A casa de nosso pai era cheia de morcegos
pendentes, como luminárias, dos velhos caibros
que sustentavam o telhado ameaçado pelas chuvas.
Estes filhos chupam o nosso sangue”, suspirava meu pai.

Que homem jogará a primeira pedra nesse mamífero
 que, como ele, se nutre do sangue dos outros bichos
 (meu irmão! meu irmão!) e, comunitário, exige
 o suor do semelhante mesmo na escuridão?

No halo de um seio jovem como a noite
esconde-se o homem; na paina de seu travesseiro, na luz
do farol
o homem guarda as moedas douradas de seu amor.

Mas o morcego, dormindo como um pêndulo, só guarda

 o dia ofendido.

 

Ao morrer, nosso pai nos deixou (a mim e a meus oito

 irmãos)
a sua casa onde à noite chovia pelas telhas quebradas.

Levantamos a hipoteca e conservamos os morcegos.

E entre as nossas paredes eles se debatem: cegos como nós.

 

                      COMENTÁRIOS

 

A referência aos homens, como um todo, ilustra um traço comum no poeta: a interdependência entre o pessoal e o coletivo. Conforme se vê ao longo do texto, o que se aplica ao microcosmo da família cabe também no macrocosmo das relações sociais.  

A analogia entre homem e morcego se instaura mediante a indicação da escureza comum a ambos. Só que no homem o escuro é de natureza afetiva, espiritual; simboliza o egoísmo, a impossibilidade de amar. O branco anteparo do amor constitui uma antítese ao voo de quem é cego à consideração do outro.    

A descrição da casa, onde à noite chovia pelo telhado, realça a precariedade do espaço da família. O que o poeta rememora tem muito pouco de idealizado, e na cena familiar o que prevalece é o ressentimento paterno. A lembrança dos morcegos, com os quais os filhos se confundem, remete a uma visão desencantada da infância, do homem, do mundo.

A alusão bíblica antecipa o tom dessa estrofe; o homem não pode condenar um animal que faz o mesmo que ele. A solidariedade humana falha não apenas no âmbito da família; deixa de se cumprir também no domínio das relações sociais. Explorar o trabalho do semelhante é uma forma de “tirar-lhe o sangue”.

O autor ironiza os que no discurso se referem ao outro como irmão, porém na prática “se alimentam” dele.  A ironia se prolonga no uso do adjetivo “comunitário” (uma transposição de registro que lembra João Cabral de Melo Neto, companheiro de geração do poeta). Na ótica dos gananciosos, o que torna os homens semelhantes é a possibilidade de os explorar.   

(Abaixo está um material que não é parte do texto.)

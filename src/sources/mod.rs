//! Photo source adapters.
//!
//! Three sources can feed a gallery, each with its own loosely-typed JSON:
//!
//! | Source | Module | Payload |
//! |--------|--------|---------|
//! | Manifest API | [`api`] | `[{src|thumbnail|downloadUrl, title?, description?, name?}]` or `{photos: [...]}` |
//! | OneDrive share | [`onedrive`] | paged `{value: [...], @odata.nextLink?}` or `{children: [...], children@odata.nextLink?}` |
//! | Local manifest | [`local`] | `[{src, title?, description?, name?}]` or `{photos: [...]}` |
//!
//! Every payload row is parsed into one [`RawItem`] variant and then
//! normalized into a [`PhotoRecord`] by [`RawItem::normalize`]. Normalization
//! fails closed: a row that does not parse, has no resolvable `src`, or (for
//! shares) is not an image is dropped, never passed on half-filled.
//!
//! All network and file access goes through the [`Fetcher`] trait so the
//! adapters can be driven by an in-memory fetcher in tests.

pub mod api;
pub mod local;
pub mod onedrive;

use crate::config::{FetchConfig, GalleryConfig};
use crate::naming;
use crate::types::{LoadState, PhotoRecord};
use serde::Deserialize;
use serde::de::DeserializeOwned;
use serde_json::Value;
use std::path::{Path, PathBuf};
use std::time::Duration;
use thiserror::Error;
use url::Url;

pub use api::fetch_api;
pub use local::fetch_local;
pub use onedrive::fetch_onedrive;

/// Why an adapter produced no photos.
///
/// The `Display` text doubles as the diagnostic message the resolver
/// inspects, so the empty-collection variants all mention "no image" or
/// "empty manifest".
#[derive(Error, Debug, Clone, PartialEq, Eq)]
pub enum SourceError {
    #[error("request to {url} failed with HTTP {status}")]
    RequestFailed { url: String, status: u16 },
    #[error("access to the shared folder is restricted (HTTP {status})")]
    AccessRestricted { status: u16 },
    #[error("manifest not found at {path} (HTTP {status})")]
    ManifestNotFound { path: String, status: u16 },
    #[error("API returned no images")]
    EmptyResult,
    #[error("no images found in shared folder")]
    NoImagesFound,
    #[error("empty manifest: {path} has no usable photos")]
    EmptyManifest { path: String },
    #[error("pagination did not terminate after {0} pages")]
    PaginationDidNotTerminate(usize),
    #[error("network error for {url}: {message}")]
    Transport { url: String, message: String },
    #[error("invalid JSON from {url}: {message}")]
    InvalidPayload { url: String, message: String },
    #[error("invalid source location {location:?}: {message}")]
    InvalidLocation { location: String, message: String },
}

impl SourceError {
    pub fn load_state(&self) -> LoadState {
        match self {
            SourceError::EmptyResult
            | SourceError::NoImagesFound
            | SourceError::EmptyManifest { .. } => LoadState::Empty,
            SourceError::ManifestNotFound { .. } => LoadState::Missing,
            SourceError::RequestFailed { status: 404, .. } => LoadState::Missing,
            _ => LoadState::Error,
        }
    }
}

impl From<&SourceError> for LoadState {
    fn from(error: &SourceError) -> Self {
        error.load_state()
    }
}

// ============================================================================
// Fetching
// ============================================================================

/// Raw response from a [`Fetcher`]: status code plus body text.
#[derive(Debug, Clone)]
pub struct FetchResponse {
    pub url: String,
    pub status: u16,
    pub body: String,
}

impl FetchResponse {
    pub fn is_success(&self) -> bool {
        (200..300).contains(&self.status)
    }

    pub fn json<T: DeserializeOwned>(&self) -> Result<T, SourceError> {
        serde_json::from_str(&self.body).map_err(|e| SourceError::InvalidPayload {
            url: self.url.clone(),
            message: e.to_string(),
        })
    }
}

/// Retrieves a location and reports its status and body.
///
/// Non-success statuses are returned as responses, not errors; only
/// transport failures (DNS, timeouts, unreadable files) are `Err`.
pub trait Fetcher {
    fn get(&self, location: &str) -> Result<FetchResponse, SourceError>;
}

/// Production fetcher: HTTP(S) through a blocking reqwest client, anything
/// else read from the content root as a static file.
pub struct HttpFetcher {
    client: reqwest::blocking::Client,
    root: PathBuf,
}

impl HttpFetcher {
    pub fn new(fetch: &FetchConfig, root: &Path) -> Result<Self, reqwest::Error> {
        let client = reqwest::blocking::Client::builder()
            .timeout(Duration::from_secs(fetch.timeout_secs))
            .user_agent(fetch.user_agent.clone())
            .build()?;
        Ok(Self {
            client,
            root: root.to_path_buf(),
        })
    }

    fn get_file(&self, location: &str) -> Result<FetchResponse, SourceError> {
        let path = self.root.join(location.trim_start_matches('/'));
        match std::fs::read_to_string(&path) {
            Ok(body) => Ok(FetchResponse {
                url: location.to_string(),
                status: 200,
                body,
            }),
            Err(e) if e.kind() == std::io::ErrorKind::NotFound => Ok(FetchResponse {
                url: location.to_string(),
                status: 404,
                body: String::new(),
            }),
            Err(e) => Err(SourceError::Transport {
                url: path.display().to_string(),
                message: e.to_string(),
            }),
        }
    }
}

impl Fetcher for HttpFetcher {
    fn get(&self, location: &str) -> Result<FetchResponse, SourceError> {
        if !is_http(location) {
            return self.get_file(location);
        }
        log::debug!("GET {location}");
        let transport = |e: reqwest::Error| SourceError::Transport {
            url: location.to_string(),
            message: e.to_string(),
        };
        let resp = self
            .client
            .get(location)
            .header("Accept", "application/json")
            .send()
            .map_err(transport)?;
        let status = resp.status().as_u16();
        let body = resp.text().map_err(transport)?;
        Ok(FetchResponse {
            url: location.to_string(),
            status,
            body,
        })
    }
}

fn is_http(location: &str) -> bool {
    let lower = location.trim_start().to_ascii_lowercase();
    lower.starts_with("http://") || lower.starts_with("https://")
}

// ============================================================================
// Normalization
// ============================================================================

/// Per-gallery inputs the normalization step needs.
#[derive(Debug, Clone)]
pub struct SourceContext {
    /// Site base URL; relative locations resolve against it.
    pub base_url: Url,
    pub destination: String,
    pub default_description: String,
}

impl SourceContext {
    pub fn new(gallery: &GalleryConfig, base_url: &Url) -> Self {
        Self {
            base_url: base_url.clone(),
            destination: gallery.destination_name.clone(),
            default_description: gallery.default_description.clone(),
        }
    }

    /// Absolute URL of a configured location (endpoint or manifest path).
    pub fn locate(&self, location: &str) -> Result<Url, SourceError> {
        self.base_url
            .join(location.trim())
            .map_err(|e| SourceError::InvalidLocation {
                location: location.to_string(),
                message: e.to_string(),
            })
    }
}

/// Row from the manifest API.
#[derive(Debug, Clone, Default, Deserialize)]
pub struct ApiRow {
    pub src: Option<String>,
    pub thumbnail: Option<String>,
    #[serde(rename = "downloadUrl")]
    pub download_url: Option<String>,
    pub title: Option<String>,
    pub description: Option<String>,
    pub name: Option<String>,
}

/// Row from a local manifest file.
#[derive(Debug, Clone, Default, Deserialize)]
pub struct LocalRow {
    pub src: Option<String>,
    pub title: Option<String>,
    pub description: Option<String>,
    pub name: Option<String>,
}

/// Item from a OneDrive share listing.
#[derive(Debug, Clone, Default, Deserialize)]
pub struct ShareItem {
    pub id: Option<String>,
    pub name: Option<String>,
    /// Present (any non-null value) when OneDrive recognised the file as an image.
    #[serde(default)]
    pub image: Option<Value>,
    pub file: Option<FileFacet>,
    #[serde(rename = "@content.downloadUrl")]
    pub content_download_url: Option<String>,
    #[serde(rename = "@microsoft.graph.downloadUrl")]
    pub graph_download_url: Option<String>,
    #[serde(rename = "webUrl")]
    pub web_url: Option<String>,
}

#[derive(Debug, Clone, Default, Deserialize)]
pub struct FileFacet {
    #[serde(rename = "mimeType")]
    pub mime_type: Option<String>,
}

impl ShareItem {
    pub fn is_image(&self) -> bool {
        if self.image.as_ref().is_some_and(|v| !v.is_null()) {
            return true;
        }
        self.file
            .as_ref()
            .and_then(|f| f.mime_type.as_deref())
            .is_some_and(|m| m.trim().to_ascii_lowercase().starts_with("image/"))
    }

    /// First available download location.
    pub fn download_url(&self) -> Option<&str> {
        [
            &self.content_download_url,
            &self.graph_download_url,
            &self.web_url,
        ]
        .into_iter()
        .filter_map(|u| non_empty(u.as_deref()))
        .next()
    }

    /// Identity used for de-duplication: item id, else the download URL.
    pub fn dedup_key(&self) -> Option<String> {
        non_empty(self.id.as_deref())
            .or_else(|| self.download_url())
            .map(String::from)
    }

    pub fn sort_name(&self) -> &str {
        non_empty(self.name.as_deref())
            .or_else(|| self.download_url().map(naming::file_stem))
            .unwrap_or("")
    }
}

/// One source row before validation.
#[derive(Debug, Clone)]
pub enum RawItem {
    Api(ApiRow),
    Share(ShareItem),
    Local(LocalRow),
}

impl RawItem {
    /// Validate and normalize into a [`PhotoRecord`].
    ///
    /// `position` is the row's 0-based position, used for the `Photo N`
    /// title of rows with nothing better. `base` resolves relative `src`
    /// values. Returns `None` when the row has no usable image URL.
    pub fn normalize(
        &self,
        position: usize,
        base: &Url,
        ctx: &SourceContext,
    ) -> Option<PhotoRecord> {
        let (src, title, description, name) = match self {
            RawItem::Api(row) => (
                first_of(&[&row.src, &row.thumbnail, &row.download_url]),
                row.title.as_deref(),
                row.description.as_deref(),
                row.name.as_deref(),
            ),
            RawItem::Local(row) => (
                non_empty(row.src.as_deref()),
                row.title.as_deref(),
                row.description.as_deref(),
                row.name.as_deref(),
            ),
            RawItem::Share(item) => {
                if !item.is_image() {
                    return None;
                }
                (item.download_url(), None, None, item.name.as_deref())
            }
        };

        let src = resolve_src(src?, base)?;
        let title = non_empty(title)
            .map(String::from)
            .or_else(|| name.and_then(naming::title_from_filename))
            .or_else(|| naming::title_from_filename(&src))
            .unwrap_or_else(|| format!("Photo {}", position + 1));
        let description = non_empty(description)
            .map(String::from)
            .unwrap_or_else(|| {
                naming::describe_title(&title, &ctx.destination, &ctx.default_description)
            });

        Some(PhotoRecord {
            src,
            title,
            description,
        })
    }
}

/// Resolve a raw `src` to an absolute HTTP(S) URL string.
pub fn resolve_src(raw: &str, base: &Url) -> Option<String> {
    let raw = raw.trim();
    if raw.is_empty() {
        return None;
    }
    let url = base.join(raw).ok()?;
    matches!(url.scheme(), "http" | "https").then(|| url.to_string())
}

/// Extract the row array from `[...]` or `{ "photos": [...] }`.
pub(crate) fn payload_rows(payload: Value, url: &str) -> Result<Vec<Value>, SourceError> {
    match payload {
        Value::Array(rows) => Ok(rows),
        Value::Object(mut map) => match map.remove("photos") {
            Some(Value::Array(rows)) => Ok(rows),
            _ => Err(SourceError::InvalidPayload {
                url: url.to_string(),
                message: "expected an array or an object with a \"photos\" array".into(),
            }),
        },
        _ => Err(SourceError::InvalidPayload {
            url: url.to_string(),
            message: "expected an array or an object with a \"photos\" array".into(),
        }),
    }
}

/// Parse rows into `RawItem`s with `wrap`, dropping rows that do not parse,
/// then normalize.
pub(crate) fn normalize_rows<T, F>(
    rows: Vec<Value>,
    wrap: F,
    base: &Url,
    ctx: &SourceContext,
) -> Vec<PhotoRecord>
where
    T: DeserializeOwned,
    F: Fn(T) -> RawItem,
{
    rows.into_iter()
        .enumerate()
        .filter_map(|(pos, row)| {
            let item = serde_json::from_value::<T>(row).ok().map(&wrap)?;
            item.normalize(pos, base, ctx)
        })
        .collect()
}

fn non_empty(value: Option<&str>) -> Option<&str> {
    value.map(str::trim).filter(|v| !v.is_empty())
}

fn first_of<'a>(values: &[&'a Option<String>]) -> Option<&'a str> {
    values.iter().filter_map(|v| non_empty(v.as_deref())).next()
}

A quarta estrofe responde à indagação feita no segundo verso do poema (sobre onde os homens se escondem). Esconder-se é guardar, guardar-se, usurariamente reter sob o travesseiro (imagem de indiferença e posse) a moeda de um amor que não se distribui aos outros. A ideia reitera o motivo da escureza, que como vimos aproxima o homem do morcego.